Working, from almost day one, with black and white printer Gene Nocon, a Filipino/American brother now sadly passed, made my work into what I could have only dreamed of. His reputation had him advising within royal palaces, aristocratic piles and the studios of other great photographers, such as Karsh, Beaton, Parkinson and Avedon. He was an eternally accomplished master of the art of photography, both within and outside the darkroom, and my best pal who taught me so much.
As the nineties took their toll and realization of the shallow ethics of the advertising industry sank in becoming even less mine in their overbearing arrogance, I stepped back at the height of an incredible career to embrace photography through my own interpretation and the new wonders of web based technology. It also allowed me to reincorporate my writing skills, setting me on a parallel and absorbing path as author.
Both flourished, in their very different forms of creativity.
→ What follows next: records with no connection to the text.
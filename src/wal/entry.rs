//! WAL row format.
//!
//! The engine treats a row as an opaque byte string produced by a
//! `RequestExecutor`; it never interprets row contents itself, only
//! assigns it an LSN/GSN and checksums it.

use serde::{Deserialize, Serialize};

use crate::types::{Gsn, HostId, Lsn};

/// Row header stored alongside the opaque body.
#[derive(Debug, Clone, Serialize, Deserialize)]
pub struct RowHeader {
    pub lsn: Lsn,
    pub gsn: Gsn,
    pub timestamp: chrono::DateTime<chrono::Utc>,
    pub origin_host: HostId,
    pub checksum: u32,
    pub body_size: u32,
}

/// One WAL row: header plus the opaque body produced by the executor.
#[derive(Debug, Clone, Serialize, Deserialize)]
pub struct WalRow {
    pub header: RowHeader,
    pub body: Vec<u8>,
}

impl WalRow {
    pub fn new(lsn: Lsn, gsn: Gsn, origin_host: HostId, body: Vec<u8>) -> Self {
        let checksum = crc32fast::hash(&body);
        Self {
            header: RowHeader {
                lsn,
                gsn,
                timestamp: chrono::Utc::now(),
                origin_host,
                checksum,
                body_size: body.len() as u32,
            },
            body,
        }
    }

    pub fn verify_checksum(&self) -> bool {
        crc32fast::hash(&self.body) == self.header.checksum
    }
}

#[cfg(test)]
mod tests {
    use super::*;

    #[test]
    fn checksum_detects_tampering() {
        let mut row = WalRow::new(1, 1, 0, vec![1, 2, 3]);
        assert!(row.verify_checksum());
        row.body[0] ^= 0xff;
        assert!(!row.verify_checksum());
    }
}
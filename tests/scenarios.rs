//! Multi-node integration tests driving real loopback TCP links between
//! in-process nodes, the way a small real cluster would run. Each node
//! gets its own `Coordinator`, its own temp-dir-backed `FileWal`, and its
//! own background task pumping link events -- nothing here talks to the
//! coordinator directly except through the same `submit`/event-loop path
//! `main.rs` uses.

use std::collections::HashMap;
use std::sync::atomic::{AtomicU32, Ordering};
use std::sync::Arc;
use std::time::Duration;

use gsnsync::cluster::Topology;
use gsnsync::config::EngineConfig;
use gsnsync::coordinator::Coordinator;
use gsnsync::executor::{EchoExecutor, FileWal, Wal};
use gsnsync::ops::OpOutcome;
use gsnsync::peer::{self, LinkEvent};
use tempfile::TempDir;
use tokio::sync::{mpsc, Mutex};

/// A running node: its coordinator, reachable from the test via a command
/// channel so multiple tasks can issue `submit` calls without fighting
/// over `&mut Coordinator`.
struct Node {
    submit_tx: mpsc::Sender<Cmd>,
    _wal_dir: TempDir,
    _state_dir: TempDir,
}

enum Cmd {
    Submit(Vec<u8>, tokio::sync::oneshot::Sender<gsnsync::Result<OpOutcome>>),
    IsLeader(tokio::sync::oneshot::Sender<bool>),
}

fn free_port() -> u16 {
    std::net::TcpListener::bind("127.0.0.1:0")
        .unwrap()
        .local_addr()
        .unwrap()
        .port()
}

/// Spin up `n` nodes wired to each other over loopback TCP, each with its
/// own coordinator event loop, and wait for an election to settle.
async fn spawn_cluster(n: u8) -> Vec<Node> {
    let ports: Vec<u16> = (0..n).map(|_| free_port()).collect();
    let replica: Vec<String> = ports.iter().map(|p| format!("127.0.0.1:{p}")).collect();

    let mut nodes = Vec::new();

    for i in 0..n {
        let wal_dir = TempDir::new().unwrap();
        let state_dir = TempDir::new().unwrap();

        let toml = format!(
            "[node]\ndata_dir = \"{}\"\n\n[cluster]\nreplica = {:?}\nlocal = \"{}\"\nread_timeout_secs = 1.0\nwrite_timeout_secs = 1.0\nconnect_timeout_secs = 1.0\nreconnect_timeout_secs = 0.2\nping_timeout_secs = 1.0\nelection_timeout_secs = 0.3\noperation_timeout_secs = 1.0\nslow_host_timeout_secs = 2.0\n",
            wal_dir.path().display(),
            replica,
            replica[i as usize],
        );
        let config = Arc::new(EngineConfig::from_str(&toml).unwrap());
        let topology = Topology::from_config(&config);

        let wal: Arc<dyn Wal> = Arc::new(FileWal::open(wal_dir.path().join("wal"), config.wal.clone()).await.unwrap());
        let executor = Arc::new(EchoExecutor::default());

        let running_crc = Arc::new(AtomicU32::new(0));
        let coordinator = Arc::new(Mutex::new(Coordinator::new(
            config.clone(),
            topology.clone(),
            wal.clone(),
            executor,
            0,
            running_crc.clone(),
        )));

        let (events_tx, mut events_rx) = mpsc::channel::<LinkEvent>(256);
        let mut accept_routes = HashMap::new();

        for host in topology.peers() {
            let (accept_tx, accept_rx) = mpsc::channel(4);
            accept_routes.insert(host.host_id, accept_tx);

            let wal_for_gsn = wal.clone();
            let running_crc_for_hello = running_crc.clone();
            let handle = peer::link::spawn(
                topology.local_id,
                host.host_id,
                host.address.clone(),
                config.clone(),
                move || wal_for_gsn.durable_gsn(),
                move || running_crc_for_hello.load(Ordering::SeqCst),
                events_tx.clone(),
                Some(accept_rx),
            );
            coordinator.lock().await.register_link(handle);
        }

        let bind_address = replica[i as usize].clone();
        let read_timeout = config.read_timeout();
        tokio::spawn(async move {
            let _ = peer::listener::run(bind_address, read_timeout, accept_routes).await;
        });

        let (submit_tx, mut submit_rx) = mpsc::channel::<Cmd>(32);
        let coordinator_for_loop = coordinator.clone();
        tokio::spawn(async move {
            let mut timeout_tick = tokio::time::interval(Duration::from_millis(50));
            loop {
                tokio::select! {
                    Some(event) = events_rx.recv() => {
                        let _ = coordinator_for_loop.lock().await.handle_link_event(event).await;
                    }
                    _ = timeout_tick.tick() => {
                        let _ = coordinator_for_loop.lock().await.poll_timeouts().await;
                    }
                    Some(cmd) = submit_rx.recv() => {
                        match cmd {
                            Cmd::Submit(payload, reply) => {
                                let result = coordinator_for_loop.lock().await.submit(payload).await;
                                let _ = reply.send(result);
                            }
                            Cmd::IsLeader(reply) => {
                                let is_leader = coordinator_for_loop.lock().await.is_leader();
                                let _ = reply.send(is_leader);
                            }
                        }
                    }
                }
            }
        });

        nodes.push(Node {
            submit_tx,
            _wal_dir: wal_dir,
            _state_dir: state_dir,
        });
    }

    // Give every pair of nodes time to link up and run an election.
    tokio::time::sleep(Duration::from_millis(800)).await;
    nodes
}

async fn submit(node: &Node, payload: &[u8]) -> gsnsync::Result<OpOutcome> {
    let (tx, rx) = tokio::sync::oneshot::channel();
    node.submit_tx.send(Cmd::Submit(payload.to_vec(), tx)).await.unwrap();
    rx.await.unwrap()
}

async fn is_leader(node: &Node) -> bool {
    let (tx, rx) = tokio::sync::oneshot::channel();
    node.submit_tx.send(Cmd::IsLeader(tx)).await.unwrap();
    rx.await.unwrap()
}

/// S1. Three-node happy write: a client write submitted on the elected
/// leader commits once a majority (including the leader) has it durably
/// logged.
#[tokio::test]
async fn happy_write_commits_on_quorum() {
    let nodes = spawn_cluster(3).await;

    let mut leader_idx = None;
    for (i, node) in nodes.iter().enumerate() {
        if is_leader(node).await {
            leader_idx = Some(i);
        }
    }
    let leader_idx = leader_idx.expect("cluster must elect a leader");

    let outcome = submit(&nodes[leader_idx], b"INSERT k=1,v=10").await.unwrap();
    assert!(matches!(outcome, OpOutcome::Committed));
}

/// S2. Follower-originated write: a node that isn't leader proxies its
/// write to the leader and still observes it committed.
#[tokio::test]
async fn follower_originated_write_commits_via_proxy() {
    let nodes = spawn_cluster(3).await;

    let mut follower_idx = None;
    for (i, node) in nodes.iter().enumerate() {
        if !is_leader(node).await {
            follower_idx = Some(i);
            break;
        }
    }
    let follower_idx = follower_idx.expect("cluster must have a non-leader node");

    let outcome = submit(&nodes[follower_idx], b"INSERT k=2,v=20").await.unwrap();
    assert!(matches!(outcome, OpOutcome::Committed));
}

/// A two-node cluster still reaches the trivial majority of one: the
/// leader alone is `2*1 > 2`... false, so it must actually hear from its
/// single peer before committing.
#[tokio::test]
async fn two_node_cluster_requires_the_peer_vote() {
    let nodes = spawn_cluster(2).await;

    let mut leader_idx = None;
    for (i, node) in nodes.iter().enumerate() {
        if is_leader(node).await {
            leader_idx = Some(i);
        }
    }
    let leader_idx = leader_idx.expect("cluster must elect a leader");

    let outcome = submit(&nodes[leader_idx], b"INSERT k=3,v=30").await.unwrap();
    assert!(matches!(outcome, OpOutcome::Committed));
}
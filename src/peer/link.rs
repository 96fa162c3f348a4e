//! C2: the peer link.
//!
//! Each peer gets one persistent duplex connection, established either by
//! dialing out (the lower `host_id` of the pair initiates, to avoid two
//! nodes both opening a connection to each other) or by accepting whatever
//! the listener hands us. Once up, the link runs two independent tasks --
//! an outbound task owning the write half (drains the send queue, sends
//! idle pings) and an inbound task owning the read half (dispatches
//! incoming messages) -- so a stall on one side never blocks the other.

use std::sync::Arc;
use std::time::Duration;

use tokio::io::{AsyncRead, AsyncWrite};
use tokio::net::TcpStream;
use tokio::sync::mpsc;
use tokio::time::timeout;

use crate::codec::{read_message, write_message, Hello, Message, Ping};
use crate::config::EngineConfig;
use crate::error::Error;
use crate::types::{Gsn, HostId, OpCrc};

/// Events the link reports up to the coordinator.
#[derive(Debug)]
pub enum LinkEvent {
    Up {
        host_id: HostId,
        peer_gsn: Gsn,
        peer_last_op_crc: OpCrc,
    },
    Down(HostId),
    Message(HostId, Message),
}

/// A handle the coordinator uses to push outbound messages to one peer.
#[derive(Clone)]
pub struct PeerHandle {
    pub host_id: HostId,
    outbound: mpsc::Sender<Message>,
}

impl PeerHandle {
    /// Enqueue a message for this peer. Drops it silently if the link is
    /// currently down -- the coordinator is responsible for deciding
    /// whether a dropped send needs a retry/rollback.
    pub fn send(&self, message: Message) {
        let _ = self.outbound.try_send(message);
    }
}

/// Spawn the supervisor for one peer: retries the connection forever
/// (initiator side) or waits for accepted sockets (acceptor side), running
/// one session at a time.
pub fn spawn(
    local_id: HostId,
    host_id: HostId,
    address: String,
    config: Arc<EngineConfig>,
    local_gsn_fn: impl Fn() -> Gsn + Send + Sync + 'static,
    local_crc_fn: impl Fn() -> OpCrc + Send + Sync + 'static,
    events_tx: mpsc::Sender<LinkEvent>,
    mut accept_rx: Option<mpsc::Receiver<(TcpStream, Hello)>>,
) -> PeerHandle {
    let (outbound_tx, outbound_rx) = mpsc::channel(1024);
    let is_initiator = local_id < host_id;

    tokio::spawn(async move {
        let mut outbound_rx = outbound_rx;
        loop {
            let (stream, pre_read_hello) = if is_initiator {
                match timeout(config.connect_timeout(), TcpStream::connect(&address)).await {
                    Ok(Ok(stream)) => (stream, None),
                    _ => {
                        tokio::time::sleep(config.reconnect_timeout()).await;
                        continue;
                    }
                }
            } else {
                match accept_rx.as_mut() {
                    Some(rx) => match rx.recv().await {
                        Some((stream, hello)) => (stream, Some(hello)),
                        None => return,
                    },
                    None => return,
                }
            };

            run_session(
                local_id,
                host_id,
                stream,
                pre_read_hello,
                &config,
                &local_gsn_fn,
                &local_crc_fn,
                &events_tx,
                &mut outbound_rx,
            )
            .await;

            let _ = events_tx.send(LinkEvent::Down(host_id)).await;

            if !is_initiator {
                // Acceptor side waits for the next inbound socket; no
                // backoff needed since we aren't the one dialing.
                continue;
            }
            tokio::time::sleep(config.reconnect_timeout()).await;
        }
    });

    PeerHandle {
        host_id,
        outbound: outbound_tx,
    }
}

async fn run_session(
    local_id: HostId,
    host_id: HostId,
    stream: TcpStream,
    pre_read_hello: Option<Hello>,
    config: &EngineConfig,
    local_gsn_fn: &(impl Fn() -> Gsn + Send + Sync),
    local_crc_fn: &(impl Fn() -> OpCrc + Send + Sync),
    events_tx: &mpsc::Sender<LinkEvent>,
    outbound_rx: &mut mpsc::Receiver<Message>,
) {
    stream.set_nodelay(true).ok();
    let (mut read_half, mut write_half) = stream.into_split();

    let hello = Message::Hello(Hello {
        host_id: local_id,
        gsn: local_gsn_fn(),
        last_op_crc: local_crc_fn(),
    });

    if timeout(config.write_timeout(), write_message(&mut write_half, &hello))
        .await
        .is_err()
    {
        return;
    }

    let peer_hello = match pre_read_hello {
        Some(hello) => hello,
        None => match timeout(config.read_timeout(), read_message(&mut read_half)).await {
            Ok(Ok(Message::Hello(hello))) => hello,
            _ => return,
        },
    };

    if peer_hello.host_id != host_id {
        tracing::warn!(
            expected = host_id,
            got = peer_hello.host_id,
            "peer hello host_id mismatch, dropping link"
        );
        return;
    }

    if events_tx
        .send(LinkEvent::Up {
            host_id,
            peer_gsn: peer_hello.gsn,
            peer_last_op_crc: peer_hello.last_op_crc,
        })
        .await
        .is_err()
    {
        return;
    }

    let inbound = inbound_task(host_id, read_half, events_tx.clone(), config.read_timeout());
    let outbound = outbound_task(write_half, outbound_rx, config.ping_timeout(), local_gsn_fn);

    tokio::select! {
        _ = inbound => {}
        _ = outbound => {}
    }
}

async fn inbound_task<R: AsyncRead + Unpin>(
    host_id: HostId,
    mut reader: R,
    events_tx: mpsc::Sender<LinkEvent>,
    read_timeout: Duration,
) {
    loop {
        let result = timeout(read_timeout, read_message(&mut reader)).await;
        match result {
            Ok(Ok(message)) => {
                if events_tx
                    .send(LinkEvent::Message(host_id, message))
                    .await
                    .is_err()
                {
                    return;
                }
            }
            Ok(Err(e)) => {
                if e.is_link_fatal() {
                    tracing::warn!(host_id, error = %e, "link-fatal error, tearing down");
                }
                return;
            }
            Err(_) => {
                // read timeout: treat as a dead connection, not a framing
                // error -- the outbound side's ping traffic is what should
                // have kept this alive.
                return;
            }
        }
    }
}

async fn outbound_task<W: AsyncWrite + Unpin>(
    mut writer: W,
    outbound_rx: &mut mpsc::Receiver<Message>,
    ping_timeout: Duration,
    local_gsn_fn: &(impl Fn() -> Gsn + Send + Sync),
) {
    loop {
        tokio::select! {
            maybe_message = outbound_rx.recv() => {
                match maybe_message {
                    Some(message) => {
                        if write_message(&mut writer, &message).await.is_err() {
                            return;
                        }
                    }
                    None => return,
                }
            }
            _ = tokio::time::sleep(ping_timeout) => {
                let ping = Message::Ping(Ping { gsn: local_gsn_fn() });
                if write_message(&mut writer, &ping).await.is_err() {
                    return;
                }
            }
        }
    }
}

/// Maps `Error` for callers that need to decide whether a link-layer
/// failure is worth logging loudly.
pub fn is_fatal(err: &Error) -> bool {
    err.is_link_fatal()
}
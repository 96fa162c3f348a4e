//! The peer link message set.
//!
//! Every message on the wire is a one-byte type tag followed by a
//! bincode-encoded payload. Tags are small integers (0-13); any other tag
//! is a framing error, as is a payload that fails to decode against the
//! tag's expected shape.

use serde::{Deserialize, Serialize};

use crate::error::{Error, Result};
use crate::types::{ConflictKey, Gsn, HostId, OpCrc};

const TAG_HELLO: u8 = 0;
const TAG_LEADER_PROMISE: u8 = 1;
const TAG_LEADER_ACCEPT: u8 = 2;
const TAG_LEADER_SUBMIT: u8 = 3;
const TAG_LEADER_REJECT: u8 = 4;
const TAG_BODY: u8 = 5;
const TAG_SUBMIT: u8 = 6;
const TAG_REJECT: u8 = 7;
const TAG_PROXY_REQUEST: u8 = 8;
const TAG_PROXY_ACCEPT: u8 = 9;
const TAG_PROXY_SUBMIT: u8 = 10;
const TAG_PROXY_REJECT: u8 = 11;
const TAG_PROXY_JOIN: u8 = 12;
const TAG_PING: u8 = 13;

#[derive(Debug, Clone, Serialize, Deserialize)]
pub struct Hello {
    pub host_id: HostId,
    pub gsn: Gsn,
    pub last_op_crc: OpCrc,
}

#[derive(Debug, Clone, Serialize, Deserialize)]
pub struct LeaderPromise {
    pub candidate_id: HostId,
    pub gsn: Gsn,
}

#[derive(Debug, Clone, Serialize, Deserialize)]
pub struct LeaderAccept {
    pub voter_id: HostId,
}

#[derive(Debug, Clone, Serialize, Deserialize)]
pub struct LeaderSubmit {
    pub leader_id: HostId,
    pub gsn: Gsn,
}

#[derive(Debug, Clone, Serialize, Deserialize)]
pub struct LeaderReject {
    pub best_host_id: HostId,
    pub best_gsn: Gsn,
}

/// The operation body, sent leader -> follower to replicate a write.
#[derive(Debug, Clone, Serialize, Deserialize)]
pub struct Body {
    pub gsn: Gsn,
    pub conflict_key: ConflictKey,
    pub payload: Vec<u8>,
}

/// Leader -> follower: commit the operation at `gsn`.
#[derive(Debug, Clone, Serialize, Deserialize)]
pub struct Submit {
    pub gsn: Gsn,
}

/// Leader -> follower: abort the operation at `gsn`.
#[derive(Debug, Clone, Serialize, Deserialize)]
pub struct Reject {
    pub gsn: Gsn,
    pub reason: String,
}

/// Follower -> leader: originate a write on the follower's behalf.
#[derive(Debug, Clone, Serialize, Deserialize)]
pub struct ProxyRequest {
    pub conflict_key: ConflictKey,
    pub payload: Vec<u8>,
}

/// Leader -> follower: the proxied request was admitted as `gsn`.
#[derive(Debug, Clone, Serialize, Deserialize)]
pub struct ProxyAccept {
    pub gsn: Gsn,
}

/// Leader -> follower: the proxied operation committed.
#[derive(Debug, Clone, Serialize, Deserialize)]
pub struct ProxySubmit {
    pub gsn: Gsn,
}

/// Leader -> follower: the proxied operation was rejected. `gsn` is 0 when
/// the rejection happens before a GSN was ever assigned (not leader, or an
/// admission conflict on the leader's table); otherwise it names the
/// operation being rejected, and `handle_proxy_reject` asserts it against
/// the queued request.
#[derive(Debug, Clone, Serialize, Deserialize)]
pub struct ProxyReject {
    pub gsn: Gsn,
    pub reason: String,
}

/// Reserved for dynamic-membership join handshakes. Not produced by this
/// engine (dynamic membership is out of scope) but accepted on the wire so
/// unknown-but-reserved tags don't trip the framing-error path.
#[derive(Debug, Clone, Serialize, Deserialize)]
pub struct ProxyJoin {}

#[derive(Debug, Clone, Serialize, Deserialize)]
pub struct Ping {
    pub gsn: Gsn,
}

#[derive(Debug, Clone, Serialize, Deserialize)]
pub enum Message {
    Hello(Hello),
    LeaderPromise(LeaderPromise),
    LeaderAccept(LeaderAccept),
    LeaderSubmit(LeaderSubmit),
    LeaderReject(LeaderReject),
    Body(Body),
    Submit(Submit),
    Reject(Reject),
    ProxyRequest(ProxyRequest),
    ProxyAccept(ProxyAccept),
    ProxySubmit(ProxySubmit),
    ProxyReject(ProxyReject),
    ProxyJoin(ProxyJoin),
    Ping(Ping),
}

impl Message {
    fn tag(&self) -> u8 {
        match self {
            Message::Hello(_) => TAG_HELLO,
            Message::LeaderPromise(_) => TAG_LEADER_PROMISE,
            Message::LeaderAccept(_) => TAG_LEADER_ACCEPT,
            Message::LeaderSubmit(_) => TAG_LEADER_SUBMIT,
            Message::LeaderReject(_) => TAG_LEADER_REJECT,
            Message::Body(_) => TAG_BODY,
            Message::Submit(_) => TAG_SUBMIT,
            Message::Reject(_) => TAG_REJECT,
            Message::ProxyRequest(_) => TAG_PROXY_REQUEST,
            Message::ProxyAccept(_) => TAG_PROXY_ACCEPT,
            Message::ProxySubmit(_) => TAG_PROXY_SUBMIT,
            Message::ProxyReject(_) => TAG_PROXY_REJECT,
            Message::ProxyJoin(_) => TAG_PROXY_JOIN,
            Message::Ping(_) => TAG_PING,
        }
    }

    /// Encode to a frame body: one tag byte followed by the bincode payload.
    pub fn encode(&self) -> Result<Vec<u8>> {
        let mut out = vec![self.tag()];
        let payload = match self {
            Message::Hello(m) => bincode::serialize(m),
            Message::LeaderPromise(m) => bincode::serialize(m),
            Message::LeaderAccept(m) => bincode::serialize(m),
            Message::LeaderSubmit(m) => bincode::serialize(m),
            Message::LeaderReject(m) => bincode::serialize(m),
            Message::Body(m) => bincode::serialize(m),
            Message::Submit(m) => bincode::serialize(m),
            Message::Reject(m) => bincode::serialize(m),
            Message::ProxyRequest(m) => bincode::serialize(m),
            Message::ProxyAccept(m) => bincode::serialize(m),
            Message::ProxySubmit(m) => bincode::serialize(m),
            Message::ProxyReject(m) => bincode::serialize(m),
            Message::ProxyJoin(m) => bincode::serialize(m),
            Message::Ping(m) => bincode::serialize(m),
        }
        .map_err(|e| Error::Framing(format!("failed to encode payload: {e}")))?;
        out.extend(payload);
        Ok(out)
    }

    /// Decode a frame body. An unrecognized tag or malformed payload is
    /// always a framing error -- never an operation-level error.
    pub fn decode(bytes: &[u8]) -> Result<Self> {
        let (&tag, payload) = bytes
            .split_first()
            .ok_or_else(|| Error::Framing("empty frame body".into()))?;

        let map_err = |e: bincode::Error| Error::Framing(format!("malformed payload: {e}"));

        Ok(match tag {
            TAG_HELLO => Message::Hello(bincode::deserialize(payload).map_err(map_err)?),
            TAG_LEADER_PROMISE => {
                Message::LeaderPromise(bincode::deserialize(payload).map_err(map_err)?)
            }
            TAG_LEADER_ACCEPT => {
                Message::LeaderAccept(bincode::deserialize(payload).map_err(map_err)?)
            }
            TAG_LEADER_SUBMIT => {
                Message::LeaderSubmit(bincode::deserialize(payload).map_err(map_err)?)
            }
            TAG_LEADER_REJECT => {
                Message::LeaderReject(bincode::deserialize(payload).map_err(map_err)?)
            }
            TAG_BODY => Message::Body(bincode::deserialize(payload).map_err(map_err)?),
            TAG_SUBMIT => Message::Submit(bincode::deserialize(payload).map_err(map_err)?),
            TAG_REJECT => Message::Reject(bincode::deserialize(payload).map_err(map_err)?),
            TAG_PROXY_REQUEST => {
                Message::ProxyRequest(bincode::deserialize(payload).map_err(map_err)?)
            }
            TAG_PROXY_ACCEPT => {
                Message::ProxyAccept(bincode::deserialize(payload).map_err(map_err)?)
            }
            TAG_PROXY_SUBMIT => {
                Message::ProxySubmit(bincode::deserialize(payload).map_err(map_err)?)
            }
            TAG_PROXY_REJECT => {
                Message::ProxyReject(bincode::deserialize(payload).map_err(map_err)?)
            }
            TAG_PROXY_JOIN => Message::ProxyJoin(bincode::deserialize(payload).map_err(map_err)?),
            TAG_PING => Message::Ping(bincode::deserialize(payload).map_err(map_err)?),
            other => return Err(Error::Framing(format!("unknown message tag {other}"))),
        })
    }
}

#[cfg(test)]
mod tests {
    use super::*;

    #[test]
    fn round_trips_every_variant() {
        let messages = vec![
            Message::Hello(Hello {
                host_id: 1,
                gsn: 42,
                last_op_crc: 0xdead_beef,
            }),
            Message::LeaderPromise(LeaderPromise {
                candidate_id: 2,
                gsn: 10,
            }),
            Message::LeaderAccept(LeaderAccept { voter_id: 0 }),
            Message::LeaderSubmit(LeaderSubmit {
                leader_id: 2,
                gsn: 10,
            }),
            Message::LeaderReject(LeaderReject {
                best_host_id: 1,
                best_gsn: 11,
            }),
            Message::Body(Body {
                gsn: 5,
                conflict_key: vec![1, 2, 3],
                payload: vec![9, 9],
            }),
            Message::Submit(Submit { gsn: 5 }),
            Message::Reject(Reject {
                gsn: 5,
                reason: "conflict".into(),
            }),
            Message::ProxyRequest(ProxyRequest {
                conflict_key: vec![7],
                payload: vec![1],
            }),
            Message::ProxyAccept(ProxyAccept { gsn: 6 }),
            Message::ProxySubmit(ProxySubmit { gsn: 6 }),
            Message::ProxyReject(ProxyReject {
                gsn: 6,
                reason: "busy".into(),
            }),
            Message::ProxyJoin(ProxyJoin {}),
            Message::Ping(Ping { gsn: 6 }),
        ];

        for msg in messages {
            let encoded = msg.encode().unwrap();
            let decoded = Message::decode(&encoded).unwrap();
            assert_eq!(msg.tag(), decoded.tag());
        }
    }

    #[test]
    fn unknown_tag_is_a_framing_error() {
        let bytes = vec![255u8, 0, 0];
        let err = Message::decode(&bytes).unwrap_err();
        assert!(matches!(err, Error::Framing(_)));
    }

    #[test]
    fn empty_frame_is_a_framing_error() {
        let err = Message::decode(&[]).unwrap_err();
        assert!(matches!(err, Error::Framing(_)));
    }
}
Digital imagery, never to be mistaken for photography as analogue, swept new generations into a world previously occupied by those who, like every great artistic expression, invested decades to reach the heights of becoming truly 'masters of their craft'. These newcomers, with pixelation in their holsters, became the "Great Pretenders" of creative form. At the same time technology cheapened a previously exclusive manor and gave the impression that anyone with an image making device could be a photographer.
This once more polluted an art transcendent of such immediate normalcy and saw many professional photographers massacred on the beaches of mediocrity and social networking.
The images and artwork I present here are a mixture of original, unique and totally unreproducable silver halide photography as well as digital imagery per se and photography reproduced in digital archival print form.
One, a unique archival collectors treasure, the other archival printing in digital reproduction of photography as created by one of the last original artists of this particular form.
I very much look forward to your feedback as I expand the collection.